New ICAP/2.0 on top of TCP:
- OCP becomes the best protocol we can come up with, fixing
known ICAP problems or limitations
- more OCP work for us
- more incentive to upgrade existing ICAP installations and
implementations
- preserves original ICAP look and feel to ease the migration
- implementation complexity somewhat higher than of ICAP/1.0
- no XML worries
We would have to worry about and to work on many things that are
already solved by BEEP, thus possibly distracting from making progress
on the "main delta" to existing solutions.
Would anyone commit the time and resources required to drive this
forward in a timely manner without impacting our progress on the core
OPES issues?
- some pummeling from IETF powers for not reusing BEEP?

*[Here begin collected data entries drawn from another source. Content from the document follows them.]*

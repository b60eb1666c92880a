//! Typed resource record payloads, and the field tables that describe their
//! wire layout.

use crate::edns::EdnsOption;
use crate::fields::{self, Field, Value, Values};
use crate::io::{Encoder, MAX_MESSAGE_SIZE};
use crate::types::Type;
use crate::Error;
use crate::Result;
use std::collections::BTreeSet;
use std::convert::TryFrom;
use std::net::{Ipv4Addr, Ipv6Addr};
use std::time::Duration;

#[cfg(feature = "serde")]
use serde::{Deserialize, Serialize};

const A_FIELDS: &[Field] = &[Field::A];
const AAAA_FIELDS: &[Field] = &[Field::AAAA];
const COMPRESSED_NAME_FIELDS: &[Field] = &[Field::CompressedName];
const NAME_FIELDS: &[Field] = &[Field::Name];
const TXT_FIELDS: &[Field] = &[Field::CharStrings];
const OPT_FIELDS: &[Field] = &[Field::Options];
const DHCID_FIELDS: &[Field] = &[Field::Base64];
const OPAQUE_FIELDS: &[Field] = &[Field::Opaque];

const SOA_FIELDS: &[Field] = &[
    Field::CompressedName,
    Field::CompressedName,
    Field::U32,
    Field::U32,
    Field::U32,
    Field::U32,
    Field::U32,
];
const MX_FIELDS: &[Field] = &[Field::U16, Field::CompressedName];
const MINFO_FIELDS: &[Field] = &[Field::CompressedName, Field::CompressedName];
const PREFERENCE_NAME_FIELDS: &[Field] = &[Field::U16, Field::Name];
const TALINK_FIELDS: &[Field] = &[Field::Name, Field::Name];
const CERT_FIELDS: &[Field] = &[Field::U16, Field::U16, Field::U8, Field::Base64];
const URI_FIELDS: &[Field] = &[Field::U16, Field::U16, Field::Opaque];
const SRV_FIELDS: &[Field] = &[Field::U16, Field::U16, Field::U16, Field::Name];
const HINFO_FIELDS: &[Field] = &[Field::CharString, Field::CharString];
const NAPTR_FIELDS: &[Field] = &[
    Field::U16,
    Field::U16,
    Field::CharString,
    Field::CharString,
    Field::CharString,
    Field::Name,
];
const WKS_FIELDS: &[Field] = &[Field::A, Field::U8, Field::ServiceBitmap];
const DS_FIELDS: &[Field] = &[Field::U16, Field::U8, Field::U8, Field::Hex];
const SSHFP_FIELDS: &[Field] = &[Field::U8, Field::U8, Field::Hex];
const RRSIG_FIELDS: &[Field] = &[
    Field::U16,
    Field::U8,
    Field::U8,
    Field::U32,
    Field::U32,
    Field::U32,
    Field::U16,
    Field::Name,
    Field::Base64,
];
const NSEC_FIELDS: &[Field] = &[Field::Name, Field::TypeBitmap];
const DNSKEY_FIELDS: &[Field] = &[Field::U16, Field::U8, Field::U8, Field::Base64];
const NSEC3_FIELDS: &[Field] = &[
    Field::U8,
    Field::U8,
    Field::U16,
    Field::SizedHex,
    Field::Base32,
    Field::TypeBitmap,
];
const NSEC3PARAM_FIELDS: &[Field] = &[Field::U8, Field::U8, Field::U16, Field::SizedHex];
const TLSA_FIELDS: &[Field] = &[Field::U8, Field::U8, Field::U8, Field::Hex];
const TKEY_FIELDS: &[Field] = &[
    Field::Name,
    Field::U32,
    Field::U32,
    Field::U16,
    Field::U16,
    Field::WideHex,
    Field::WideHex,
];
const TSIG_FIELDS: &[Field] = &[
    Field::Name,
    Field::U48,
    Field::U16,
    Field::WideHex,
    Field::U16,
    Field::U16,
    Field::WideHex,
];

I wouldn't worry about this if we have good arguments and a strong
case for not using BEEP.
OCP on top of BEEP:
- OCP fixes known ICAP problems or limitations
- some tension between BEEP and OCP transport needs will
be visible in protocol design and may limit BEEP library
reuse (but we do not expect much code reuse anyway)
- less work for us when it comes to transport security
negotiations and such (BEEP community already did that)
- more incentive to upgrade existing ICAP installations and
implementations
- more difficult migration path
- high implementation complexity
- XML worries
It's not just "less work", it would also simplify life in avoiding
pitfalls and in "solving" challenging problems others already took
care of in the past.
- kudus from Marshall and IETF powers for reusing BEEP?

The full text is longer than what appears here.